- **EXERCISE DIRECTIONS**
Wherever the word "which" occurs in the lines below, copy the whole line.

- **RECORDS SUPPLIED**
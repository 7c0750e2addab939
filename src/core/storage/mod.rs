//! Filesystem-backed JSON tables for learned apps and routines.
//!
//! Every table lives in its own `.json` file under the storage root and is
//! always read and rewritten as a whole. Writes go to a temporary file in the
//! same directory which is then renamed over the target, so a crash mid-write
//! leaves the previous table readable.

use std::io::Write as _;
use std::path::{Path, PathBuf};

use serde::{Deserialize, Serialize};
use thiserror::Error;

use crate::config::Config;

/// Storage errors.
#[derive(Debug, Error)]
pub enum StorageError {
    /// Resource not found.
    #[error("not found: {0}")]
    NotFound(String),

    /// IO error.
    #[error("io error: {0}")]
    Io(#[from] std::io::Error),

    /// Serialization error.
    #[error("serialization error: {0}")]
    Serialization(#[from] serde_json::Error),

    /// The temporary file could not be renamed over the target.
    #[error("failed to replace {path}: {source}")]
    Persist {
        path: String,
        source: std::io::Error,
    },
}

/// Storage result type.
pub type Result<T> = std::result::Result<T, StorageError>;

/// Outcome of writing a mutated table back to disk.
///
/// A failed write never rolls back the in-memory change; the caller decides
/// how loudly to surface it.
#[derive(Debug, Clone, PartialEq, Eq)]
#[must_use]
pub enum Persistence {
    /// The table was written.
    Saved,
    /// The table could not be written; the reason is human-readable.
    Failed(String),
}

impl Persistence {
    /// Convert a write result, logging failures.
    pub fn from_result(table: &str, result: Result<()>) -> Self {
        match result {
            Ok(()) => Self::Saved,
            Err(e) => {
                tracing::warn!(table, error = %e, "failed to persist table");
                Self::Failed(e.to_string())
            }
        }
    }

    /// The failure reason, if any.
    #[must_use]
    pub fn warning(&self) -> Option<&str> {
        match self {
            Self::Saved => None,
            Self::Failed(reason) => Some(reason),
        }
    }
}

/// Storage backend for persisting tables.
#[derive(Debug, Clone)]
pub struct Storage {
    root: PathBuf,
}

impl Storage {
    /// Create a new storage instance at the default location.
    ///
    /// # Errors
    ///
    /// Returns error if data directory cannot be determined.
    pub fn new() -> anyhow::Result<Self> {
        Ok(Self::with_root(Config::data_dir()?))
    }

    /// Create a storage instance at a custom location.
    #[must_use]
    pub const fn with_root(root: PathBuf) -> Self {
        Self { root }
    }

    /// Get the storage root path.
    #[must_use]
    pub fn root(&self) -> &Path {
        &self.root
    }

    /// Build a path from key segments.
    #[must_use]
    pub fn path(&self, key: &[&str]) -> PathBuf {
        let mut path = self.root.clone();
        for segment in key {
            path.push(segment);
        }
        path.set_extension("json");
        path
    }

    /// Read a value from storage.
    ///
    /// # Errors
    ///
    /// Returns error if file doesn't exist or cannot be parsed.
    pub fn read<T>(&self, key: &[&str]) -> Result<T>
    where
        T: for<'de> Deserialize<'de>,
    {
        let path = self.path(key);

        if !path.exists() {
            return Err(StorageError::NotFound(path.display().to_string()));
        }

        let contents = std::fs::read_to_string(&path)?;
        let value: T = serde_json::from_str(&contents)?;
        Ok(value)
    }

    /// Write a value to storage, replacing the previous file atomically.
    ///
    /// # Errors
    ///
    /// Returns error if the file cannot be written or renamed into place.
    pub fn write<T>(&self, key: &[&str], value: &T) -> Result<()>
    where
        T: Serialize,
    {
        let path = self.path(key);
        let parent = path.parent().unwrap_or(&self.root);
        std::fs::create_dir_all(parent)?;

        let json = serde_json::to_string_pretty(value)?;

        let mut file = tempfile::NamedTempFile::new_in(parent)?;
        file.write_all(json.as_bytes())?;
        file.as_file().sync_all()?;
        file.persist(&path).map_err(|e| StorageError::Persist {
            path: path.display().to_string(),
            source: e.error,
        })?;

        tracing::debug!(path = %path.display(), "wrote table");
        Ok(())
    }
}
---
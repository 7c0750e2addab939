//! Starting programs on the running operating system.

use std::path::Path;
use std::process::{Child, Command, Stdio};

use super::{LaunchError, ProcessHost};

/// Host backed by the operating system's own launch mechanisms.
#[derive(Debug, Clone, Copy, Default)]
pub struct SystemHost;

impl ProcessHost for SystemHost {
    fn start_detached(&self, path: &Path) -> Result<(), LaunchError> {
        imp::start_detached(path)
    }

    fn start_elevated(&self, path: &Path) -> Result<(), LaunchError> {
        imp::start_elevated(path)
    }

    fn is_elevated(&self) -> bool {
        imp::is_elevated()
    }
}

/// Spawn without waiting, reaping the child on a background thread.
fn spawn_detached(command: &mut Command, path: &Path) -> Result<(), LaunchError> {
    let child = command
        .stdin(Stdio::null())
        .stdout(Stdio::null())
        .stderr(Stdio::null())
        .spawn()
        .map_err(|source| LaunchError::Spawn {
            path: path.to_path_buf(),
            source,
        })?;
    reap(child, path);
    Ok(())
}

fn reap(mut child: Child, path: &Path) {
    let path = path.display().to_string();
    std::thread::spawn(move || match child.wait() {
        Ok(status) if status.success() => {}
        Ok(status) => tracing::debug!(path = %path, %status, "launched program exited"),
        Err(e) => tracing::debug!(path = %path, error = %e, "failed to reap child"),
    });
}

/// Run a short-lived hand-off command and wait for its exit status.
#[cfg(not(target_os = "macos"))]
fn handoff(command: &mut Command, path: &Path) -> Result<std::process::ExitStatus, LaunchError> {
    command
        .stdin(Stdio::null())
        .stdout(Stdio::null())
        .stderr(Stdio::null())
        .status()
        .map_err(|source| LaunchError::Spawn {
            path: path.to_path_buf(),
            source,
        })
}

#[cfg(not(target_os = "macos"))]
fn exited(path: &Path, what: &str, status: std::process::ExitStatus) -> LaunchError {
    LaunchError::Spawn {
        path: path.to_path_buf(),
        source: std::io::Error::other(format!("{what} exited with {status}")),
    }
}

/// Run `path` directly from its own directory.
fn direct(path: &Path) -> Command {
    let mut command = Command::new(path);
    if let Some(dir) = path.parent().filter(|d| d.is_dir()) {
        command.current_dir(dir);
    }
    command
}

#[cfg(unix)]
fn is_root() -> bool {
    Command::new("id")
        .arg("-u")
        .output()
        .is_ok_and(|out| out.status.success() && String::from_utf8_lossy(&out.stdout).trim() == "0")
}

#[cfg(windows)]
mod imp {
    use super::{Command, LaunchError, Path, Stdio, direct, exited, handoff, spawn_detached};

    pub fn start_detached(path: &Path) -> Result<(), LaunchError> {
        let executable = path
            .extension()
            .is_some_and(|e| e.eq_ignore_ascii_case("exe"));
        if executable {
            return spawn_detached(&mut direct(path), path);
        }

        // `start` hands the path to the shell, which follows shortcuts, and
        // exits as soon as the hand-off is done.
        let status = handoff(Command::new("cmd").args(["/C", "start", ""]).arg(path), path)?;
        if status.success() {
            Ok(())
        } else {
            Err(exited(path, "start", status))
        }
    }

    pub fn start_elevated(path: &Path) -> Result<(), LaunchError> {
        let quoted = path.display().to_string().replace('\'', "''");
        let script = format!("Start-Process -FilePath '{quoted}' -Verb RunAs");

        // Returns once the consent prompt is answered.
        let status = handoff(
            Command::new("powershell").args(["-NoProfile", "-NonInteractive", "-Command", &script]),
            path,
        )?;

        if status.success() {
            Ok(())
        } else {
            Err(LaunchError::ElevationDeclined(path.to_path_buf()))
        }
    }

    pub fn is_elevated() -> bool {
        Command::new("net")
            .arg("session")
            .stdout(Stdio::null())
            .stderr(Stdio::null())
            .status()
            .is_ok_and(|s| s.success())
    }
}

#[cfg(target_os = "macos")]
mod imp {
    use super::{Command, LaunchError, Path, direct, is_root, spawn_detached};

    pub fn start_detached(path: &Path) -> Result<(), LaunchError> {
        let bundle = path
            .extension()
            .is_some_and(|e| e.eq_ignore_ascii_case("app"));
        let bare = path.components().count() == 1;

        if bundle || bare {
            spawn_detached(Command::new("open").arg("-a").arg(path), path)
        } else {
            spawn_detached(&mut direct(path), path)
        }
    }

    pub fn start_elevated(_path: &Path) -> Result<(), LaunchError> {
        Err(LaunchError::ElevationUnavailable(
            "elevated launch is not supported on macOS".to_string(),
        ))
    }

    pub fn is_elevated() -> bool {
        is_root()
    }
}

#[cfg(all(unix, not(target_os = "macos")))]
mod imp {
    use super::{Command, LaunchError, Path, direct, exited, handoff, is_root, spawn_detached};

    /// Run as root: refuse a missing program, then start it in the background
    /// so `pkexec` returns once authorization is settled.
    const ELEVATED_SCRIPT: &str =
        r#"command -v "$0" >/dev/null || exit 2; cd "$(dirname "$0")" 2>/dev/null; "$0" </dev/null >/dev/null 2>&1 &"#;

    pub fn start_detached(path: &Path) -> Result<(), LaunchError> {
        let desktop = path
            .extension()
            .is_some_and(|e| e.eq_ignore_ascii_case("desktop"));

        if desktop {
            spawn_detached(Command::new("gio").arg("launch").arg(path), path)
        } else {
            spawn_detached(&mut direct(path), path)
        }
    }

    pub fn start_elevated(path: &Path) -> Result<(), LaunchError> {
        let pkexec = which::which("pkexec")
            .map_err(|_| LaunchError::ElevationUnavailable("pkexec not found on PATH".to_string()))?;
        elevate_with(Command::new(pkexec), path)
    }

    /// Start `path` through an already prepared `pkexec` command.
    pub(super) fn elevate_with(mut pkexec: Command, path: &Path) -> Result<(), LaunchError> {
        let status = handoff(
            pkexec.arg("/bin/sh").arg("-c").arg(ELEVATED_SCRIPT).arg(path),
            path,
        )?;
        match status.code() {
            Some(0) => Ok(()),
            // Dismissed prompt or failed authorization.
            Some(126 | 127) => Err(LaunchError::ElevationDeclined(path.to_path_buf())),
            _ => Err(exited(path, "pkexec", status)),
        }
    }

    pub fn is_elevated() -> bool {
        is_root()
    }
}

- **FINISHED EXERCISE**
//! same directory which is then renamed over the target, so a crash mid-write
        // `start` hands the path to the shell, which follows shortcuts, and
        let pkexec = which::which("pkexec")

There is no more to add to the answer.